What the task asks =>
Repeat only the lines below from the one containing "assert_eq!(written, page);" through the one containing "assert_eq!(page, PageSettings::default());", inclusive, exactly as written.
++++++++++++++++++++
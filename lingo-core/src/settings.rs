//! Layered plugin settings.
//!
//! Settings live in three scopes, merged in order (later wins):
//!
//! ```text
//!   GlobalSettings   (client storage, shared by every document)
//!        ▼
//!   DocumentSettings (document root plugin data)
//!        ▼
//!   PageSettings     (per-page plugin data)
//!        ▼
//!   PluginConfig     (effective view)
//! ```
//!
//! Each scope is persisted as a JSON blob; an empty blob is an empty scope.

use serde::de::DeserializeOwned;
use serde::{Deserialize, Serialize};
use thiserror::Error;

#[derive(Error, Debug)]
#[error("Malformed {scope} settings: {source}")]
pub struct SettingsError {
    pub scope: &'static str,
    #[source]
    pub source: serde_json::Error,
}

#[derive(Debug, Clone, Default, PartialEq, Eq, Serialize, Deserialize)]
#[serde(rename_all = "camelCase")]
pub struct GlobalSettings {
    #[serde(default, skip_serializing_if = "Option::is_none")]
    pub api_url: Option<String>,
    #[serde(default, skip_serializing_if = "Option::is_none")]
    pub api_key: Option<String>,
}

#[derive(Debug, Clone, Default, PartialEq, Eq, Serialize, Deserialize)]
#[serde(rename_all = "camelCase")]
pub struct DocumentSettings {
    #[serde(default, skip_serializing_if = "Option::is_none")]
    pub api_url: Option<String>,
    #[serde(default, skip_serializing_if = "Option::is_none")]
    pub api_key: Option<String>,
    #[serde(default, skip_serializing_if = "Option::is_none")]
    pub namespace: Option<String>,
    #[serde(default, skip_serializing_if = "Option::is_none")]
    pub namespaces_disabled: Option<bool>,
    #[serde(default, skip_serializing_if = "Option::is_none")]
    pub document_info: Option<bool>,
}

#[derive(Debug, Clone, Default, PartialEq, Eq, Serialize, Deserialize)]
#[serde(rename_all = "camelCase")]
pub struct PageSettings {
    #[serde(default, skip_serializing_if = "Option::is_none")]
    pub language: Option<String>,
    #[serde(default, skip_serializing_if = "Option::is_none")]
    pub page_info: Option<bool>,
    /// Set on pages generated by a page copy.
    #[serde(default, skip_serializing_if = "Option::is_none")]
    pub page_copy: Option<bool>,
}

/// Effective configuration seen by the interface context.
#[derive(Debug, Clone, Default, PartialEq, Eq, Serialize, Deserialize)]
#[serde(rename_all = "camelCase")]
pub struct PluginConfig {
    #[serde(default, skip_serializing_if = "Option::is_none")]
    pub api_url: Option<String>,
    #[serde(default, skip_serializing_if = "Option::is_none")]
    pub api_key: Option<String>,
    #[serde(default, skip_serializing_if = "Option::is_none")]
    pub namespace: Option<String>,
    #[serde(default, skip_serializing_if = "Option::is_none")]
    pub namespaces_disabled: Option<bool>,
    #[serde(default, skip_serializing_if = "Option::is_none")]
    pub language: Option<String>,
    #[serde(default, skip_serializing_if = "Option::is_none")]
    pub document_info: Option<bool>,
    #[serde(default, skip_serializing_if = "Option::is_none")]
    pub page_info: Option<bool>,
    /// The current page was generated by a page copy.
    #[serde(default, skip_serializing_if = "Option::is_none")]
    pub page_copy: Option<bool>,
}

impl PluginConfig {
    /// Merge the three scopes; a value set in a narrower scope wins.
    pub fn merge(global: GlobalSettings, document: DocumentSettings, page: PageSettings) -> Self {
        Self {
            api_url: document.api_url.or(global.api_url),
            api_key: document.api_key.or(global.api_key),
            namespace: document.namespace,
            namespaces_disabled: document.namespaces_disabled,
            document_info: document.document_info,
            language: page.language,
            page_info: page.page_info,
            page_copy: page.page_copy,
        }
    }

    /// Split into the per-scope values written by a settings save.
    pub fn split(&self) -> (GlobalSettings, DocumentSettings, PageSettings) {
        let global = GlobalSettings {
            api_url: self.api_url.clone(),
            api_key: self.api_key.clone(),
        };
        let document = DocumentSettings {
            api_url: self.api_url.clone(),
            api_key: self.api_key.clone(),
            namespace: self.namespace.clone(),
            namespaces_disabled: self.namespaces_disabled,
            document_info: Some(true),
        };
        let page = PageSettings {
            language: self.language.clone(),
            page_info: Some(true),
            page_copy: self.page_copy,
        };
        (global, document, page)
    }
}

/// Decode one scope blob; an empty blob yields defaults.
pub fn decode_scope<T: DeserializeOwned + Default>(
    scope: &'static str,
    blob: &str,
) -> Result<T, SettingsError> {
    if blob.trim().is_empty() {
        return Ok(T::default());
    }
    serde_json::from_str(blob).map_err(|source| SettingsError { scope, source })
}

pub fn encode_scope<T: Serialize>(scope: &'static str, value: &T) -> Result<String, SettingsError> {
    serde_json::to_string(value).map_err(|source| SettingsError { scope, source })
}

#[cfg(test)]
mod tests {
    use super::*;

    #[test]
    fn test_merge_prefers_narrow_scope() {
        let global = GlobalSettings {
            api_url: Some("https://global".into()),
            api_key: Some("g-key".into()),
        };
        let document = DocumentSettings {
            api_key: Some("d-key".into()),
            namespace: Some("auth".into()),
            ..DocumentSettings::default()
        };
        let page = PageSettings {
            language: Some("de".into()),
            ..PageSettings::default()
        };

        let config = PluginConfig::merge(global, document, page);
        assert_eq!(config.api_url.as_deref(), Some("https://global"));
        assert_eq!(config.api_key.as_deref(), Some("d-key"));
        assert_eq!(config.namespace.as_deref(), Some("auth"));
        assert_eq!(config.language.as_deref(), Some("de"));
    }

    #[test]
    fn test_split_then_merge() {
        let config = PluginConfig {
            api_url: Some("https://app".into()),
            api_key: Some("key".into()),
            language: Some("en".into()),
            ..PluginConfig::default()
        };
        let (g, d, p) = config.split();
        assert_eq!(d.document_info, Some(true));
        assert_eq!(p.page_info, Some(true));

        let merged = PluginConfig::merge(g, d, p);
        assert_eq!(merged.api_url, config.api_url);
        assert_eq!(merged.language, config.language);
        assert_eq!(merged.page_info, Some(true));
    }

    #[test]
    fn test_page_copy_flag_survives_merge_and_split() {
        let page = PageSettings {
            language: Some("de".into()),
            page_info: Some(true),
            page_copy: Some(true),
        };
        let config = PluginConfig::merge(GlobalSettings::default(), DocumentSettings::default(), page.clone());
        assert_eq!(config.page_copy, Some(true));

        let (_, _, written) = config.split();
        assert_eq!(written, page);

        let plain = PluginConfig::merge(
            GlobalSettings::default(),
            DocumentSettings::default(),
            PageSettings::default(),
        );
        assert_eq!(plain.page_copy, None);
    }

    #[test]
    fn test_decode_empty_and_malformed() {
        let page: PageSettings = decode_scope("page", "").unwrap();
        assert_eq!(page, PageSettings::default());

        let page: PageSettings = decode_scope("page", r#"{"language":"fr","pageCopy":true}"#).unwrap();
        assert_eq!(page.language.as_deref(), Some("fr"));
        assert_eq!(page.page_copy, Some(true));

        let err = decode_scope::<PageSettings>("page", "{oops").unwrap_err();
        assert_eq!(err.scope, "page");
        assert!(err.to_string().starts_with("Malformed page settings"));
    }
}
++++++++++++++++++++
Written solution =>
        assert_eq!(written, page);

        let plain = PluginConfig::merge(
            GlobalSettings::default(),
            DocumentSettings::default(),
            PageSettings::default(),
        );
        assert_eq!(plain.page_copy, None);
    }

    #[test]
    fn test_decode_empty_and_malformed() {
        let page: PageSettings = decode_scope("page", "").unwrap();
        assert_eq!(page, PageSettings::default());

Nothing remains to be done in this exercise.